One of the interesting challenges I’ve faced in the last year was creating a flat file schema for a well established custom flat file format that was in use at one of my clients. What made this flat file format different from most that I had dealt with in the past was that this flat file contained repeating delimited records, each record containing tags that were found in the middle of the record.
Now my responsibility on this project was to output flat files of this format which wouldn’t be a big deal since all the records had the same number of delimited elements and I could just make a generic repeating record in my schema with the right number of elements. However I couldn’t help but think that one day it might be a requirement to read in files of this format as well and designing the schema correctly now could save a lot of rework later (it turns out that this was a good call since one of my colleagues has been tasked with exactly this requirement). In order to future proof the schema it must have knowledge of the tags and be able to read in instance files and apply the correct record type to each line, the obvious problem with this being that you can only apply a tag at the record level.
Let’s illustrate this with an example. Say we have a file that contains details about animals, though the type of details might differ if the animal is a cat or a dog. Regardless what the type of animal is, there are some common elements that are shared between the two and these appear before the tag that identifies whether the record in question is dealing with a dog or cat. After the identifier the data elements might differ (there could even be a different number of elements supplied but I won’t touch on that).

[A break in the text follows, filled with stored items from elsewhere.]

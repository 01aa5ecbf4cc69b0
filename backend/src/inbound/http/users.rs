//! Users API handlers.
//!
//! ```text
//! POST /api/users {"email":"ada@example.com","nickname":"ada","address":"London"}
//! GET  /api/users/{id}
//! GET  /api/users/{id}/verify?certificationCode=...
//! GET  /api/users/me          (EMAIL header)
//! PUT  /api/users/me          (EMAIL header)
//! ```

use actix_web::{HttpResponse, get, http::header, post, put, web};
use chrono::{DateTime, Utc};
use serde::{Deserialize, Serialize};
use utoipa::{IntoParams, ToSchema};

use crate::domain::{
    Address, CertificationCode, Email, Error, Nickname, User, UserCreate, UserId, UserStatus,
    UserUpdate,
};
use crate::inbound::http::ApiResult;
use crate::inbound::http::requester::RequesterEmail;
use crate::inbound::http::schemas::ErrorSchema;
use crate::inbound::http::state::HttpState;
use crate::inbound::http::validation::{FieldName, user_field_error};

const EMAIL: FieldName = FieldName::new("email");
const NICKNAME: FieldName = FieldName::new("nickname");
const ADDRESS: FieldName = FieldName::new("address");
const CERTIFICATION_CODE: FieldName = FieldName::new("certificationCode");

/// Registration body for `POST /api/users`.
#[derive(Debug, Deserialize, Serialize, ToSchema)]
#[serde(rename_all = "camelCase")]
pub struct UserCreateRequest {
    /// Address that receives the verification link. Must be unused.
    #[schema(example = "ada@example.com")]
    pub email: String,
    /// Display name, 1 to 50 characters.
    #[schema(example = "ada")]
    pub nickname: String,
    /// Postal address. Optional.
    #[serde(default)]
    #[schema(example = "12 Analytical Row, London")]
    pub address: String,
}

impl TryFrom<UserCreateRequest> for UserCreate {
    type Error = Error;

    fn try_from(value: UserCreateRequest) -> Result<Self, Self::Error> {
        Ok(Self {
            email: Email::new(&value.email).map_err(|err| user_field_error(EMAIL, &err))?,
            nickname: Nickname::new(value.nickname)
                .map_err(|err| user_field_error(NICKNAME, &err))?,
            address: Address::new(value.address).map_err(|err| user_field_error(ADDRESS, &err))?,
        })
    }
}

/// Profile edit body for `PUT /api/users/me`. Absent fields stay unchanged.
#[derive(Debug, Default, Deserialize, Serialize, ToSchema)]
#[serde(rename_all = "camelCase")]
pub struct UserUpdateRequest {
    /// New nickname.
    #[serde(default)]
    pub nickname: Option<String>,
    /// New address.
    #[serde(default)]
    pub address: Option<String>,
}

impl TryFrom<UserUpdateRequest> for UserUpdate {
    type Error = Error;

    fn try_from(value: UserUpdateRequest) -> Result<Self, Self::Error> {
        let nickname = value
            .nickname
            .map(Nickname::new)
            .transpose()
            .map_err(|err| user_field_error(NICKNAME, &err))?;
        let address = value
            .address
            .map(Address::new)
            .transpose()
            .map_err(|err| user_field_error(ADDRESS, &err))?;
        Ok(Self { nickname, address })
    }
}

/// Query string of the verification link.
#[derive(Debug, Deserialize, IntoParams)]
#[serde(rename_all = "camelCase")]
#[into_params(parameter_in = Query)]
pub struct VerifyEmailQuery {
    /// Code delivered in the certification message.
    pub certification_code: String,
}

/// Public view of a user.
#[derive(Debug, Clone, Serialize, Deserialize, ToSchema)]
#[serde(rename_all = "camelCase")]
pub struct UserResponse {
    /// User identifier.
    #[schema(example = 1)]
    pub id: i64,
    /// Registered email address.
    #[schema(example = "ada@example.com")]
    pub email: String,
    /// Display name.
    #[schema(example = "ada")]
    pub nickname: String,
    /// `PENDING` or `ACTIVE`.
    #[schema(value_type = String, example = "ACTIVE")]
    pub status: UserStatus,
    /// Latest login, absent before the first.
    pub last_login_at: Option<DateTime<Utc>>,
}

impl From<&User> for UserResponse {
    fn from(user: &User) -> Self {
        Self {
            id: user.id().get(),
            email: user.email().to_string(),
            nickname: user.nickname().to_string(),
            status: user.status(),
            last_login_at: user.last_login_at(),
        }
    }
}

/// The caller's own profile, including their address.
#[derive(Debug, Clone, Serialize, Deserialize, ToSchema)]
#[serde(rename_all = "camelCase")]
pub struct MyProfileResponse {
    /// User identifier.
    #[schema(example = 1)]
    pub id: i64,
    /// Registered email address.
    #[schema(example = "ada@example.com")]
    pub email: String,
    /// Display name.
    #[schema(example = "ada")]
    pub nickname: String,
    /// Postal address, visible only to its owner.
    #[schema(example = "12 Analytical Row, London")]
    pub address: String,
    /// `PENDING` or `ACTIVE`.
    #[schema(value_type = String, example = "ACTIVE")]
    pub status: UserStatus,
    /// Timestamp of this login.
    pub last_login_at: Option<DateTime<Utc>>,
}

impl From<&User> for MyProfileResponse {
    fn from(user: &User) -> Self {
        Self {
            id: user.id().get(),
            email: user.email().to_string(),
            nickname: user.nickname().to_string(),
            address: user.address().as_ref().to_owned(),
            status: user.status(),
            last_login_at: user.last_login_at(),
        }
    }
}

/// Register a new user in `PENDING` status and send its verification link.
#[utoipa::path(
    post,
    path = "/api/users",
    request_body = UserCreateRequest,
    responses(
        (status = 201, description = "User registered", body = UserResponse),
        (status = 400, description = "Invalid request", body = ErrorSchema),
        (status = 409, description = "Email already registered", body = ErrorSchema),
        (status = 503, description = "Service unavailable", body = ErrorSchema)
    ),
    tags = ["users"],
    operation_id = "createUser"
)]
#[post("/users")]
pub async fn create_user(
    state: web::Data<HttpState>,
    payload: web::Json<UserCreateRequest>,
) -> ApiResult<HttpResponse> {
    let request = UserCreate::try_from(payload.into_inner())?;
    let user = state.users.create(request).await?;
    Ok(HttpResponse::Created().json(UserResponse::from(&user)))
}

/// Fetch an `ACTIVE` user by id.
#[utoipa::path(
    get,
    path = "/api/users/{id}",
    params(("id" = i64, Path, description = "User identifier")),
    responses(
        (status = 200, description = "Active user", body = UserResponse),
        (status = 404, description = "No active user with this id", body = ErrorSchema)
    ),
    tags = ["users"],
    operation_id = "getUserById"
)]
#[get("/users/{id}")]
pub async fn get_user(
    state: web::Data<HttpState>,
    path: web::Path<i64>,
) -> ApiResult<web::Json<UserResponse>> {
    let user = state
        .users_query
        .get_by_id(UserId::new(path.into_inner()))
        .await?;
    Ok(web::Json(UserResponse::from(&user)))
}

/// Activate a user from its verification link and redirect the browser.
#[utoipa::path(
    get,
    path = "/api/users/{id}/verify",
    params(("id" = i64, Path, description = "User identifier"), VerifyEmailQuery),
    responses(
        (status = 302, description = "Verified; redirects to the client application"),
        (status = 400, description = "Certification code does not match", body = ErrorSchema),
        (status = 404, description = "Unknown user", body = ErrorSchema)
    ),
    tags = ["users"],
    operation_id = "verifyEmail"
)]
#[get("/users/{id}/verify")]
pub async fn verify_email(
    state: web::Data<HttpState>,
    path: web::Path<i64>,
    query: web::Query<VerifyEmailQuery>,
) -> ApiResult<HttpResponse> {
    let code = CertificationCode::new(query.into_inner().certification_code)
        .map_err(|err| user_field_error(CERTIFICATION_CODE, &err))?;
    state
        .users
        .verify_email(UserId::new(path.into_inner()), code)
        .await?;
    Ok(HttpResponse::Found()
        .insert_header((header::LOCATION, state.verified_redirect_url.as_str()))
        .finish())
}

/// Return the caller's profile and record the login.
#[utoipa::path(
    get,
    path = "/api/users/me",
    params(("EMAIL" = String, Header, description = "Caller's email address")),
    responses(
        (status = 200, description = "Caller's profile", body = MyProfileResponse),
        (status = 400, description = "Missing or malformed EMAIL header", body = ErrorSchema),
        (status = 404, description = "No active user with this email", body = ErrorSchema)
    ),
    tags = ["users"],
    operation_id = "getMyInfo"
)]
#[get("/users/me")]
pub async fn get_my_info(
    state: web::Data<HttpState>,
    requester: RequesterEmail,
) -> ApiResult<web::Json<MyProfileResponse>> {
    let user = state.users_query.get_by_email(requester.email()).await?;
    let user = state.users.login(user.id()).await?;
    Ok(web::Json(MyProfileResponse::from(&user)))
}

/// Update the caller's nickname and/or address.
#[utoipa::path(
    put,
    path = "/api/users/me",
    params(("EMAIL" = String, Header, description = "Caller's email address")),
    request_body = UserUpdateRequest,
    responses(
        (status = 200, description = "Updated profile", body = MyProfileResponse),
        (status = 400, description = "Invalid request", body = ErrorSchema),
        (status = 404, description = "No active user with this email", body = ErrorSchema)
    ),
    tags = ["users"],
    operation_id = "updateMyInfo"
)]
#[put("/users/me")]
pub async fn update_my_info(
    state: web::Data<HttpState>,
    requester: RequesterEmail,
    payload: web::Json<UserUpdateRequest>,
) -> ApiResult<web::Json<MyProfileResponse>> {
    let update = UserUpdate::try_from(payload.into_inner())?;
    let user = state.users_query.get_by_email(requester.email()).await?;
    let user = state.users.update(user.id(), update).await?;
    Ok(web::Json(MyProfileResponse::from(&user)))
}

/// Register the user routes. `/users/me` precedes `/users/{id}` so the
/// literal segment is matched first.
pub fn configure(cfg: &mut web::ServiceConfig) {
    cfg.service(get_my_info)
        .service(update_my_info)
        .service(create_user)
        .service(verify_email)
        .service(get_user);
}

#[cfg(test)]
mod tests;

A very generic approach to creating this schema would be to have a generic repeating record structure as below which can easily be created using the flat file schema generation wizard.
Now the problem with this is that while it is easy to write output files with this schema by flattening your dog and cat structures from source documents into this generic structure in a map, it is a bit more problematic when you are picking up files of this type and are mapping to a typed structure (far from impossible but difficult and harder to understand, especially as the number of record types grow), forcing you to keep more logic in your map than you really should have to. Validating an instance file gives us rather ill-defined XML.
The way I got around this problem was to have a generic Animal repeating record which contains all the common elements as well as a choice record segment (see this MSDN article for some more details on choice group nodes) called DiscreteAnimalType. Within this choice record I created a record for each of the different animal types with their respective elements, and I applied a tag identifier at the record level. Note that I started with the generic schema structure created by the flat file schema generation wizard and then adjusted it manually in the schema designer.
Validating the same instance file now gives us a much better defined XML structure.
Does anyone else have a better approach to this problem (I have of course simplified it a lot for the sake of this blog post). I hope this makes people think about future proofing their flat file schemas a bit more.